Best Hip Flexor Stretches And Strengthening Moves
Hip flexors are hardworking muscles considered to play an essential role in improving foundational movements like standing, running, walking, and sitting. These muscles work in the form of a bridge between the lower body and the torso. The tight and weak muscles within this group can result in uncomfortable pain. Nevertheless, you have the option of practicing some of the best hip flexors stretches for doing away with tight and weak muscles.
Go through the details of each stretch below:
Best Hip Flexor Stretches: Kneeling
For this, you will have to get into a lunge position and have your right foot forward. Place your right knee on your right ankle while your left knee remains on the surface. Now bring both your hands above your right knee while maintaining a perfectly straight spine.
In this position, try moving forward slightly with your right knee. Now, squeeze the glute muscles while breathing into your left hip flexors. Keep switching sides for comfort.
Best Hip Flexor Stretches: Supine Stretch
It is quite similar like practicing the popular Thomas Test. You should start the stretch by lying in a supine position. This means lying on the back with the legs extended on the floor. Now pull your right knee into the chest while keeping the left leg, hips, and back on the ground.
Standing Or Quad Stretch
Practicing this workout requires you to stand tall. Your hips should be in a square position. You need to bend the right knee while bringing the foot towards the bum. Use your right hand for grabbing your right foot. Now pull your foot closer to the glutes actively.
While practicing in this position, send your right knee down to the floor and keep both your knees together. Next, squeeze the butt for promoting posterior pelvic bend and hold. Keep switching sides.
Reclined Bound-Angle Stretch
For practicing this stretch, you should lie on your back on the ground and bring your soles together so that they touch each other. Now, open up the knees and drop out the sides. Try breathing deeply for stretching the groin, inner things, and hips.
Best Hip Flexor Stretches – Piriformis Twist
The stretch works out the piriformis muscle within the hip flexor muscle group. For this stretch, you will have to sit down with both your legs extended in front. Now, try bending your right knee while placing your right foot on the surface.
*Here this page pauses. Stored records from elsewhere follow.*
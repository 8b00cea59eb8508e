use thiserror::Error;

#[derive(Error, Debug)]
pub enum ConfigError {
    #[error("Configuration loading failed: {0}")]
    LoadError(#[from] config::ConfigError),

    #[error("Configuration validation failed: {0}")]
    ValidationError(String),
}

pub type Result<T> = std::result::Result<T, ConfigError>;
Next, get your right hand back and hook the left elbow on the exterior of your right knee. While twisting towards your right-hand side, breathe deeply and keep the spine straight. Keep switching sides after every twenty seconds.
Important Tip: It works to hold all of these hip flexor stretches for either twenty seconds or ten deep breaths for getting the perfect results.
Many strengthening movements can also help you with tight and weak hip flexors. Adding exercises like a dead bug, ball pikes, and mountain climbers to your workout routine will give you strengthened hip flexors. Practice them extensively if you are a lot in cycling and running.